Dropping the cache_buster paremeter would surely help this case, BUT...
Do we still have a need for invalidating a cache OR requesting a different cache ? The difference between "invalidating" and "requesting new" is that the former also affects other users while the latter only affects YOU (and the server that needs to hold all those caches in memory)
Remember: the former case for use of cache_buster was that the renderer kept returning tiles from before the data changed. We do have a database trigger that currently invalidates Varnish so we could as well have one that invalidates the Windshaft cache... Still, varnish is smarter with the concept of "cache channel" in that (I think) it lists the set of tables from which data arrives.
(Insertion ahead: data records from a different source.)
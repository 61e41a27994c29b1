use std::fs;
use std::path::Path;
use std::process::Command;

use depmat::artifact::read_values;
use tempfile::tempdir;

fn depmat(dir: &Path, args: &[&str]) -> std::process::Output {
    Command::new(env!("CARGO_BIN_EXE_depmat"))
        .current_dir(dir)
        .env("RUST_LOG", "warn")
        .args(args)
        .output()
        .expect("run depmat cli")
}

#[test]
fn import_batch_compile_from_the_command_line() {
    let tmp = tempdir().expect("temporary directory");
    fs::write(
        tmp.path().join("expr.tab"),
        "a\t1\t2\t3\t4\n\
         b\t2\t4\t6\t8\n\
         c\t4\t3\t2\t1\n",
    )
    .expect("write input");

    let import = depmat(tmp.path(), &["import", "expr.tab", "--outdir", "."]);
    assert!(import.status.success(), "import failed: {import:?}");
    assert!(tmp.path().join("expr.matrix").exists());
    assert_eq!(
        fs::read_to_string(tmp.path().join("expr.varlist.txt")).expect("varlist"),
        "a\nb\nc\n"
    );

    let batch = depmat(
        tmp.path(),
        &[
            "batch", "--matrix", "expr.matrix", "--statistic", "pearson", "--start", "0", "--end",
            "3", "--work-dir", "work",
        ],
    );
    assert!(batch.status.success(), "batch failed: {batch:?}");
    assert!(tmp.path().join("work/expr_pearson_0_3.PEARSON").exists());

    let compile = depmat(
        tmp.path(),
        &[
            "compile", "--matrix", "expr.matrix", "--work-dir", "work", "--outdir", "out",
            "--prefix", "expr", "--precision", "f64",
        ],
    );
    assert!(compile.status.success(), "compile failed: {compile:?}");
    let values = read_values(&tmp.path().join("out/expr.PEARSON.values")).expect("values");
    assert_eq!(values.data.len(), 3);
    assert!((values.data[0] - 1.0).abs() < 1e-12);
    assert!((values.data[1] + 1.0).abs() < 1e-12);
    assert!(!tmp.path().join("out/expr.PEARSON.isset").exists());
}

#[test]
fn out_of_range_batch_exits_with_failure() {
    let tmp = tempdir().expect("temporary directory");
    fs::write(tmp.path().join("m.tab"), "x\t1\t2\ny\t3\t1\n").expect("write input");
    let import = depmat(tmp.path(), &["import", "m.tab"]);
    assert!(import.status.success(), "import failed: {import:?}");

    let batch = depmat(
        tmp.path(),
        &[
            "batch", "--matrix", "m.matrix", "--statistic", "pearson", "--start", "0", "--end",
            "5", "--work-dir", "work",
        ],
    );
    assert!(!batch.status.success());
    assert!(String::from_utf8_lossy(&batch.stderr).contains("Error:"));
}

#[test]
fn empty_source_is_rejected_before_any_work() {
    let tmp = tempdir().expect("temporary directory");
    fs::write(tmp.path().join("m.tab"), "x\t1\t2\ny\t3\t1\n").expect("write input");
    let import = depmat(tmp.path(), &["import", "m.tab"]);
    assert!(import.status.success(), "import failed: {import:?}");

    let batch = depmat(
        tmp.path(),
        &[
            "batch", "--matrix", "m.matrix", "--statistic", "pearson", "--start", "0", "--end",
            "1", "--work-dir", "work", "--source", "",
        ],
    );
    assert!(!batch.status.success());
    assert!(String::from_utf8_lossy(&batch.stderr).contains("cannot name artifacts"));
    assert!(!tmp.path().join("work").exists());
}

#[test]
fn plan_can_save_the_effective_configuration() {
    let tmp = tempdir().expect("temporary directory");
    fs::write(tmp.path().join("m.tab"), "a\t1\t2\t3\nb\t3\t1\t2\nc\t2\t2\t1\n")
        .expect("write input");
    let import = depmat(tmp.path(), &["import", "m.tab"]);
    assert!(import.status.success(), "import failed: {import:?}");

    let plan = depmat(
        tmp.path(),
        &[
            "plan", "--matrix", "m.matrix", "--range-size", "2", "--output", "plan.tsv",
            "--save-config", "job.toml",
        ],
    );
    assert!(plan.status.success(), "plan failed: {plan:?}");
    assert_eq!(
        fs::read_to_string(tmp.path().join("plan.tsv")).expect("plan"),
        "0\t2\n2\t3\n"
    );
    let saved = depmat::config::JobConfig::load(&tmp.path().join("job.toml")).expect("saved config");
    assert_eq!(saved.range_size, 2);
}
This is not encoded in the tiler-internal caches instead.
Since Wdinsfhat-cartodb ist he one that determines the cache channel (the set of tables) I guess we could as well encode it into the tiler-internal cache key and expose a function to clear caches by channel (ie: these tables changed...)
Still, let's remember that it's not always possible to determine which tables are affected by a query until the query is run (and the same query may or may not access data from a table based on some condition within some function being invoked). This is to say that sometimes you want to let users provide their own set of tables which should invalidate a cache when changed (as we specified for the new mutilayer API).
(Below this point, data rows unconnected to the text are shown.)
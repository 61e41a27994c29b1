// ========================================================================================
//                          The pluggable statistic contract
// ========================================================================================
//
// A statistic is a scorer plus a fixed, ordered list of channel names. The computer
// owns one buffer per channel, sized to the batch, and writes one value per channel
// per pair. Scorers only see two equal-length, non-empty vectors; the computer handles
// slot bookkeeping, empty intersections, NaN accounting and export.

mod correlation;
mod distance;
mod hhg;
mod mine;

use crate::artifact::{self, ArtifactError};
use ndarray::{Array2, ArrayView1};
use std::collections::BTreeMap;
use std::fmt;
use std::path::{Path, PathBuf};
use std::str::FromStr;
use thiserror::Error;

pub use correlation::pearson_r;

#[derive(Debug, Error)]
pub enum StatError {
    #[error("unknown statistic '{0}'; expected one of: {list}", list = Statistic::names().join(", "))]
    UnknownStatistic(String),
    #[error("a statistic computer needs a capacity of at least one pair")]
    ZeroCapacity,
    #[error("vectors differ in length: {x} vs {y}")]
    LengthMismatch { x: usize, y: usize },
    #[error("slot {slot} is out of range for a batch of {size}")]
    SlotOutOfRange { slot: usize, size: usize },
    #[error("invalid parameter: {0}")]
    InvalidParameter(String),
    #[error(transparent)]
    Artifact(#[from] ArtifactError),
}

/// One dependency measure, reduced to its arithmetic.
///
/// `x` and `y` are guaranteed equal-length and non-empty; `out` has one slot per
/// channel. Degenerate input (constant vectors, too few points) must produce NaN in the
/// affected channels rather than panicking.
pub trait PairScorer: Send {
    fn score(&mut self, x: &[f64], y: &[f64], out: &mut [f64]);
}

/// Tunables shared by all scorers.
#[derive(Debug, Clone, Copy, PartialEq)]
pub struct ScorerParams {
    /// Exponent bounding the grid size of the information-based family, `cells <= n^alpha`.
    pub mine_alpha: f64,
}

impl Default for ScorerParams {
    fn default() -> Self {
        Self { mine_alpha: 0.6 }
    }
}

/// Every built-in statistic, selectable by name.
#[derive(Debug, Clone, Copy, PartialEq, Eq, Hash)]
pub enum Statistic {
    Pearson,
    Spearman,
    Kendall,
    Covariance,
    Euclidean,
    Dcor,
    Mine,
    Hhg,
}

impl Statistic {
    pub const ALL: [Statistic; 8] = [
        Self::Pearson,
        Self::Spearman,
        Self::Kendall,
        Self::Covariance,
        Self::Euclidean,
        Self::Dcor,
        Self::Mine,
        Self::Hhg,
    ];

    pub fn name(self) -> &'static str {
        match self {
            Self::Pearson => "pearson",
            Self::Spearman => "spearman",
            Self::Kendall => "kendall",
            Self::Covariance => "covariance",
            Self::Euclidean => "euclidean",
            Self::Dcor => "dcor",
            Self::Mine => "mine",
            Self::Hhg => "hhg",
        }
    }

    pub fn names() -> Vec<&'static str> {
        Self::ALL.iter().map(|s| s.name()).collect()
    }

    pub fn channels(self) -> &'static [&'static str] {
        match self {
            Self::Pearson => &["PEARSON", "PEARSON_PV"],
            Self::Spearman => &["SPEARMAN", "SPEARMAN_PV"],
            Self::Kendall => &["KENDALL", "KENDALL_PV"],
            Self::Covariance => &["COV", "STD_X", "STD_Y"],
            Self::Euclidean => &["EUCLIDEAN"],
            Self::Dcor => &["DCOR", "DCOV"],
            Self::Mine => &["MIC", "MAS", "MEV", "MCN"],
            Self::Hhg => &["SUM_CHI", "SUM_LR", "MAX_CHI", "MAX_LR"],
        }
    }

    fn scorer(self, params: &ScorerParams) -> Result<Box<dyn PairScorer>, StatError> {
        Ok(match self {
            Self::Pearson => Box::new(correlation::Pearson),
            Self::Spearman => Box::new(correlation::Spearman::default()),
            Self::Kendall => Box::new(correlation::Kendall),
            Self::Covariance => Box::new(correlation::Covariance),
            Self::Euclidean => Box::new(correlation::Euclidean),
            Self::Dcor => Box::new(distance::DistanceCorrelation::default()),
            Self::Mine => Box::new(mine::Mine::new(params.mine_alpha)?),
            Self::Hhg => Box::new(hhg::Hhg),
        })
    }
}

impl fmt::Display for Statistic {
    fn fmt(&self, f: &mut fmt::Formatter<'_>) -> fmt::Result {
        f.write_str(self.name())
    }
}

impl FromStr for Statistic {
    type Err = StatError;

    fn from_str(s: &str) -> Result<Self, Self::Err> {
        let wanted = s.trim().to_ascii_lowercase();
        Self::ALL
            .iter()
            .copied()
            .find(|stat| stat.name() == wanted)
            .ok_or_else(|| StatError::UnknownStatistic(s.to_string()))
    }
}

/// A scorer bound to per-channel result buffers for one batch.
pub struct StatisticComputer {
    statistic: Statistic,
    scorer: Box<dyn PairScorer>,
    /// Shape: [channels, size].
    buffers: Array2<f64>,
    scratch: Vec<f64>,
}

impl fmt::Debug for StatisticComputer {
    fn fmt(&self, f: &mut fmt::Formatter<'_>) -> fmt::Result {
        f.debug_struct("StatisticComputer")
            .field("statistic", &self.statistic)
            .field("size", &self.size())
            .finish()
    }
}

impl StatisticComputer {
    pub fn new(statistic: Statistic, size: usize) -> Result<Self, StatError> {
        Self::with_params(statistic, size, &ScorerParams::default())
    }

    pub fn with_params(
        statistic: Statistic,
        size: usize,
        params: &ScorerParams,
    ) -> Result<Self, StatError> {
        if size == 0 {
            return Err(StatError::ZeroCapacity);
        }
        let channels = statistic.channels().len();
        Ok(Self {
            statistic,
            scorer: statistic.scorer(params)?,
            buffers: Array2::zeros((channels, size)),
            scratch: vec![0.0; channels],
        })
    }

    pub fn statistic(&self) -> Statistic {
        self.statistic
    }

    pub fn channels(&self) -> &'static [&'static str] {
        self.statistic.channels()
    }

    pub fn size(&self) -> usize {
        self.buffers.ncols()
    }

    /// Scores one pair into `slot` of every channel buffer.
    pub fn compute(&mut self, x: &[f64], y: &[f64], slot: usize) -> Result<(), StatError> {
        if x.len() != y.len() {
            return Err(StatError::LengthMismatch {
                x: x.len(),
                y: y.len(),
            });
        }
        if slot >= self.size() {
            return Err(StatError::SlotOutOfRange {
                slot,
                size: self.size(),
            });
        }

        if x.is_empty() {
            self.scratch.fill(f64::NAN);
        } else {
            self.scratch.fill(0.0);
            self.scorer.score(x, y, &mut self.scratch);
        }
        self.buffers.column_mut(slot).assign(&ArrayView1::from(self.scratch.as_slice()));
        Ok(())
    }

    /// Ad hoc scoring of a single pair through slot 0.
    pub fn compute_one(&mut self, x: &[f64], y: &[f64]) -> Result<BTreeMap<&'static str, f64>, StatError> {
        self.compute(x, y, 0)?;
        self.get(0)
    }

    pub fn get(&self, slot: usize) -> Result<BTreeMap<&'static str, f64>, StatError> {
        if slot >= self.size() {
            return Err(StatError::SlotOutOfRange {
                slot,
                size: self.size(),
            });
        }
        Ok(self
            .channels()
            .iter()
            .zip(self.buffers.column(slot))
            .map(|(&name, &value)| (name, value))
            .collect())
    }

    pub fn nan_counts(&self) -> Vec<(&'static str, usize)> {
        self.channels()
            .iter()
            .zip(self.buffers.rows())
            .map(|(&name, row)| (name, row.iter().filter(|v| v.is_nan()).count()))
            .collect()
    }

    /// Total NaN entries across all channel buffers.
    pub fn nan_count(&self) -> usize {
        self.buffers.iter().filter(|v| v.is_nan()).count()
    }

    /// Writes every channel buffer to `{dir}/{name}.{channel}` and returns the paths.
    pub fn export(&self, dir: &Path, name: &str) -> Result<BTreeMap<String, PathBuf>, StatError> {
        let mut written = BTreeMap::new();
        for (&channel, row) in self.channels().iter().zip(self.buffers.rows()) {
            let path = dir.join(format!("{name}.{channel}"));
            artifact::write_f64(&path, 1, row.len(), &row.to_vec())?;
            written.insert(channel.to_string(), path);
        }
        Ok(written)
    }

    /// Paths the export of `name` would produce, keyed by channel.
    pub fn expected_outputs(&self, dir: &Path, name: &str) -> BTreeMap<String, PathBuf> {
        self.channels()
            .iter()
            .map(|&channel| (channel.to_string(), dir.join(format!("{name}.{channel}"))))
            .collect()
    }
}

#[cfg(test)]
mod tests {
    use super::*;
    use approx::assert_abs_diff_eq;
    use tempfile::tempdir;

    #[test]
    fn statistics_resolve_by_name() {
        for stat in Statistic::ALL {
            assert_eq!(stat.name().parse::<Statistic>().unwrap(), stat);
            assert!(stat.channels().iter().all(|c| artifact::is_channel_name(c)));
        }
        assert_eq!("Pearson".parse::<Statistic>().unwrap(), Statistic::Pearson);
        assert!(matches!(
            "bogus".parse::<Statistic>(),
            Err(StatError::UnknownStatistic(_))
        ));
    }

    #[test]
    fn zero_capacity_is_rejected() {
        assert!(matches!(
            StatisticComputer::new(Statistic::Pearson, 0),
            Err(StatError::ZeroCapacity)
        ));
    }

    #[test]
    fn compute_writes_every_channel_at_the_slot() {
        let mut computer = StatisticComputer::new(Statistic::Covariance, 3).unwrap();
        computer.compute(&[1.0, 2.0, 3.0], &[2.0, 4.0, 6.0], 1).unwrap();
        let values = computer.get(1).unwrap();
        assert_abs_diff_eq!(values["COV"], 2.0, epsilon = 1e-12);
        assert_abs_diff_eq!(values["STD_X"], 1.0, epsilon = 1e-12);
        assert_abs_diff_eq!(values["STD_Y"], 2.0, epsilon = 1e-12);
        assert_eq!(computer.get(0).unwrap()["COV"], 0.0);
    }

    #[test]
    fn empty_input_becomes_nan_and_is_counted() {
        let mut computer = StatisticComputer::new(Statistic::Pearson, 2).unwrap();
        computer.compute(&[], &[], 0).unwrap();
        computer.compute(&[1.0, 2.0, 3.0], &[1.0, 2.0, 3.0], 1).unwrap();
        assert_eq!(computer.nan_count(), 2);
        assert_eq!(computer.nan_counts(), vec![("PEARSON", 1), ("PEARSON_PV", 1)]);
    }

    #[test]
    fn contract_violations_are_errors() {
        let mut computer = StatisticComputer::new(Statistic::Euclidean, 1).unwrap();
        assert!(matches!(
            computer.compute(&[1.0], &[1.0, 2.0], 0),
            Err(StatError::LengthMismatch { .. })
        ));
        assert!(matches!(
            computer.compute(&[1.0], &[1.0], 1),
            Err(StatError::SlotOutOfRange { .. })
        ));
    }

    #[test]
    fn compute_one_reports_identity_correlation() {
        let mut computer = StatisticComputer::new(Statistic::Spearman, 5).unwrap();
        let x: Vec<f64> = (0..700).map(f64::from).collect();
        let scores = computer.compute_one(&x, &x).unwrap();
        assert_abs_diff_eq!(scores["SPEARMAN"], 1.0, epsilon = 1e-12);
        assert_abs_diff_eq!(scores["SPEARMAN_PV"], 0.0, epsilon = 1e-12);
    }

    #[test]
    fn export_writes_one_artifact_per_channel() {
        let dir = tempdir().unwrap();
        let mut computer = StatisticComputer::new(Statistic::Dcor, 2).unwrap();
        computer.compute(&[1.0, 2.0, 3.0], &[1.0, 2.0, 3.0], 0).unwrap();
        computer.compute(&[1.0, 2.0, 3.0], &[3.0, 1.0, 2.0], 1).unwrap();

        let written = computer.export(dir.path(), "src_0_2").unwrap();
        assert_eq!(written.len(), 2);
        assert_eq!(written["DCOR"], dir.path().join("src_0_2.DCOR"));
        let back = artifact::read_values(&written["DCOR"]).unwrap();
        assert_eq!(back.data.len(), 2);
        assert_abs_diff_eq!(back.data[0], 1.0, epsilon = 1e-12);
        assert_eq!(
            computer.expected_outputs(dir.path(), "src_0_2"),
            written
        );
    }
}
dont mix things here, cache_buster is being used to invalidate the CDN and it is used to invalidate the internal cache for the tiler too: I think we should change the cache_buster param name to invalidate the CDN. This is a different issue and it is a cartodb.js problem (i will report later). Luckily this is pretty easy to fix.
so lets talk about the cache_buster related to windshaft itself, i have a question: Is the rendering cache affected by the data itself ? I though it was only affected by cartocss changes
On Wed, Jan 23, 2013 at 02:59:40AM -0800, javi santana wrote:
dont mix things here, cache_buster is being used to invalidate the CDN and it is used to invalidate the internal cache for the tiler too: I think we should change the cache_buster param name to invalidate the CDN. This is a different issue and it is a cartodb.js problem (i will report later). Luckily this is pretty easy to fix.
so lets talk about the cache_buster related to windshaft itself, i have a question: Is the rendering cache affected by the data itself ? I though it was only affected by cartocss changes
The rendering cache key contains SQL and CartoCSS and is additionally associated with a single table.
If CartoCSS or SQL changes, you'd be accessing a different cache item.
Each cache item has a time to live of 1 minute since last access. The tiler checks every minute for expired items.
The event that DROP cache items, other than expiration, are:
Note that the cache_buster value is not associated with a table but with the whole cache manager.
There is no event triggered by data change that affects tiler cache.
my concrete question is: if the table data changes (sql and cartocss are the same), that cache should be cleared?
On Wed, Jan 23, 2013 at 03:14:58AM -0800, javi santana wrote:
my concrete question is: if the table data changes (sql and cartocss are the same), that cache should be cleared?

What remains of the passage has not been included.